I can evaluate the different parameters for different models, and I can compare the different models. I might use the root-mean-square error, but I also want to penalize complex models, so I can calculate in software at least, the AIC statistic, which is a model comparison statistic. I'm going to now switch to the software, the JSL application that facilitates this model building and model comparison. Let me launch the software, looks like this. First thing I just need to do is to provide a new project name. Let me call it Berlin. I've already got a Berlin. Let's call it Berlin 2, and click Ok. Where you see these icons here, these represent a workflow. Well, first of all, let's just talk about the application more generally.
Think about what JMP does. JMP gives us the ability to fit models, to perform statistical analysis, to do visualization. When we're writing JSL scripts, all of that type of functionality is relatively easy because JMP is doing all the hard work for us. What this application seeks to do in addition to that is to provide a sense of workflow. We have some steps to do. These can't be done yet, they're locked. These two are available, and this is the recommended step. We provide a workflow, a sequence of tasks to perform, but we also persist information. Once something is set up, you don't have to do it a second time. If you fitted the models, you never have to fit them again.
You can come back to this tomorrow, the next month, next year. That's the idea of the project. It persists all the information over time. Let's just kick this off. The first step, the recommended step is to select a product. Really what I'm doing here is saying, have I got a liquid or a solid product? In the lingo, a liquid product is a large molecule product and a tablet would be a small molecule product. I think of it slightly differently, I think of it in modeling terms. A liquid is sensitive to PH, and a liquid might be a vaccine, for example, it will be sensitive to PH, whereas a tablet is going to be sensitive potentially to moisture. I'm going to take a tablet. I wish I didn't say I'm going to take a tablet. I'm going to start laughing at that.
The next thing I want to do is assign some data, and I need some data. This is a data table. It's got four impurities associated with it. Come back to the application. I can just assign these data, and it's going to ask me to confirm that I want to use these data. Yes, I do. It then tells me it's copied these data to the project and I don't actually need to keep the data table open. These data are persisted as part of the project, but we don't physically have to see the table. We can still do column mapping, so I can take these four impurities. These are my responses. These are the things I'm going to be fitting models to. For each of these impurities, I will fit a number of models, and then I want to choose the best model for each.

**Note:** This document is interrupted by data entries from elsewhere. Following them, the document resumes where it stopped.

#[test]
fn test_nested_calls_restore_frames() {
    // outer(a) = inner(a) + 1, checking bp discipline across calls
    let mut pkg = Bchir::new("test");
    let inner_ref = pkg.add_mangled_name("test::inner");
    pkg.add_function(
        "test::inner",
        function_body(1, 1, |d| {
            d.push_op(OpCode::Lvar);
            d.push(0);
            push_i64(d, 10);
            arith(OpCode::BinMul, TypeKind::Int64, OverflowStrategy::Wrapping, d);
            d.push_op(OpCode::Return);
        }),
    );
    pkg.add_function(
        "test::outer",
        function_body(1, 1, |d| {
            d.push_op(OpCode::Func);
            d.push(inner_ref);
            d.push_op(OpCode::Lvar);
            d.push(0);
            d.push_op(OpCode::Apply);
            d.push(1);
            // back in outer: local 0 must still be readable
            d.push_op(OpCode::Lvar);
            d.push(0);
            arith(OpCode::BinAdd, TypeKind::Int64, OverflowStrategy::Wrapping, d);
            d.push_op(OpCode::Return);
        }),
    );
    let mut linked = link(&[pkg]);
    assert_eq!(
        run_function(&mut linked, "test::outer", vec![IVal::Int64(4)]),
        Outcome::Success(IVal::Int64(44))
    );
}

#[test]
fn test_allocate_store_deref() {
    let mut pkg = Bchir::new("test");
    pkg.add_function(
        "test::g",
        function_body(0, 1, |d| {
            d.push_op(OpCode::Allocate);
            d.push_op(OpCode::LvarSet);
            d.push(0);
            push_i64(d, 7);
            d.push_op(OpCode::Lvar);
            d.push(0);
            d.push_op(OpCode::Asg);
            d.push_op(OpCode::Drop); // the Unit from ASG
            d.push_op(OpCode::Lvar);
            d.push(0);
            d.push_op(OpCode::Deref);
            d.push_op(OpCode::Return);
        }),
    );
    let mut linked = link(&[pkg]);
    assert_eq!(
        run_function(&mut linked, "test::g", vec![]),
        Outcome::Success(IVal::Int64(7))
    );
}

#[test]
fn test_getref_and_storeinref_navigate_paths() {
    // allocate a struct of two fields, write field 1 through a path,
    // read it back through GETREF + DEREF
    let mut pkg = Bchir::new("test");
    pkg.add_function(
        "test::f",
        function_body(0, 1, |d| {
            d.push_op(OpCode::AllocateStruct);
            d.push(2);
            d.push_op(OpCode::LvarSet);
            d.push(0);
            push_i64(d, 33);
            d.push_op(OpCode::Lvar);
            d.push(0);
            d.push_op(OpCode::StoreInRef);
            d.push(1); // path length
            d.push(1); // field 1
            d.push_op(OpCode::Drop);
            d.push_op(OpCode::Lvar);
            d.push(0);
            d.push_op(OpCode::GetRef);
            d.push(1);
            d.push(1);
            d.push_op(OpCode::Deref);
            d.push_op(OpCode::Return);
        }),
    );
    let mut linked = link(&[pkg]);
    assert_eq!(
        run_function(&mut linked, "test::f", vec![]),
        Outcome::Success(IVal::Int64(33))
    );
}

#[test]
fn test_box_unbox() {
    let mut pkg = Bchir::new("test");
    pkg.add_sclass("test::Box", bchir_bytecode::SClassInfo::default());
    let class_ref = pkg.add_mangled_name("test::Box");
    pkg.add_function(
        "test::f",
        function_body(0, 0, |d| {
            push_i64(d, 5);
            d.push_op(OpCode::Box);
            d.push(class_ref);
            d.push_op(OpCode::Unbox);
            d.push_op(OpCode::Return);
        }),
    );
    let mut linked = link(&[pkg]);
    assert_eq!(
        run_function(&mut linked, "test::f", vec![]),
        Outcome::Success(IVal::Int64(5))
    );
}

#[test]
fn test_string_literal_layout() {
    let mut pkg = Bchir::new("test");
    let idx = pkg.add_string("hi");
    pkg.add_function(
        "test::f",
        function_body(0, 0, |d| {
            d.push_op(OpCode::String);
            d.push(idx);
            // keep only the length field of the string struct
            d.push_op(OpCode::Field);
            d.push(2);
            d.push_op(OpCode::Return);
        }),
    );
    let mut linked = link(&[pkg]);
    assert_eq!(
        run_function(&mut linked, "test::f", vec![]),
        Outcome::Success(IVal::UInt32(2))
    );
}

#[test]
fn test_typecast_wrapping_and_checked() {
    // S2: Int8 -1 to UInt8
    let cast = |strat: OverflowStrategy| {
        let mut pkg = Bchir::new("test");
        pkg.add_function(
            "test::f",
            function_body(0, 0, move |d| {
                d.push_op(OpCode::Int8);
                d.push((-1i8) as u8 as u32);
                d.push_op(OpCode::Typecast);
                d.push(TypeKind::Int8 as u32);
                d.push(TypeKind::UInt8 as u32);
                d.push(strat as u32);
                d.push_op(OpCode::Return);
            }),
        );
        link(&[pkg])
    };
    let mut wrapping = cast(OverflowStrategy::Wrapping);
    assert_eq!(
        run_function(&mut wrapping, "test::f", vec![]),
        Outcome::Success(IVal::UInt8(255))
    );
    let mut checked = cast(OverflowStrategy::Checked);
    assert_eq!(
        run_function(&mut checked, "test::f", vec![]),
        Outcome::Success(IVal::Tuple(vec![IVal::Bool(true)]))
    );
}

#[test]
fn test_typecast_int_to_float_and_back() {
    let mut linked = single_function(|d| {
        push_i64(d, 3);
        d.push_op(OpCode::Typecast);
        d.push(TypeKind::Int64 as u32);
        d.push(TypeKind::Float64 as u32);
        d.push(OverflowStrategy::Na as u32);
        d.push_op(OpCode::Return);
    });
    assert_eq!(
        run_function(&mut linked, "test::f", vec![]),
        Outcome::Success(IVal::Float64(3.0))
    );
}

#[test]
fn test_rune_uint32_bit_identity() {
    let mut linked = single_function(|d| {
        d.push_op(OpCode::Rune);
        d.push(0x1F600); // outside the BMP
        d.push_op(OpCode::Typecast);
        d.push(TypeKind::Rune as u32);
        d.push(TypeKind::UInt32 as u32);
        d.push(OverflowStrategy::Na as u32);
        d.push_op(OpCode::Return);
    });
    assert_eq!(
        run_function(&mut linked, "test::f", vec![]),
        Outcome::Success(IVal::UInt32(0x1F600))
    );
}

#[test]
fn test_varray_by_value_and_get() {
    let mut linked = single_function(|d| {
        push_i64(d, 3); // size
        push_i64(d, 9); // item
        d.push_op(OpCode::Nullptr); // literal padding
        d.push_op(OpCode::VarrayByValue);
        push_i64(d, 2);
        d.push_op(OpCode::VarrayGet);
        d.push(1); // path length
        d.push_op(OpCode::Return);
    });
    assert_eq!(
        run_function(&mut linked, "test::f", vec![]),
        Outcome::Success(IVal::Int64(9))
    );
}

Let me just finish off the column mapping. Now, for each of those responses I can put in specifications. I'm going to put 1% in, so 1%. What we're saying is if the impurity level is below 1%, then we have a viable product. If we look at the evolution of impurity over time, the point at which we cross 1% level is the effective lifetime of the products. Now the final step which is to provide model options. There are eight different models we can fit to these data, and it's worth just explaining that. If you think about the time evolution of the impurities, increases over time, it could happen in a linear way or the rate of increase could slow down, or it could increase. We have this idea of decelerating and accelerating models.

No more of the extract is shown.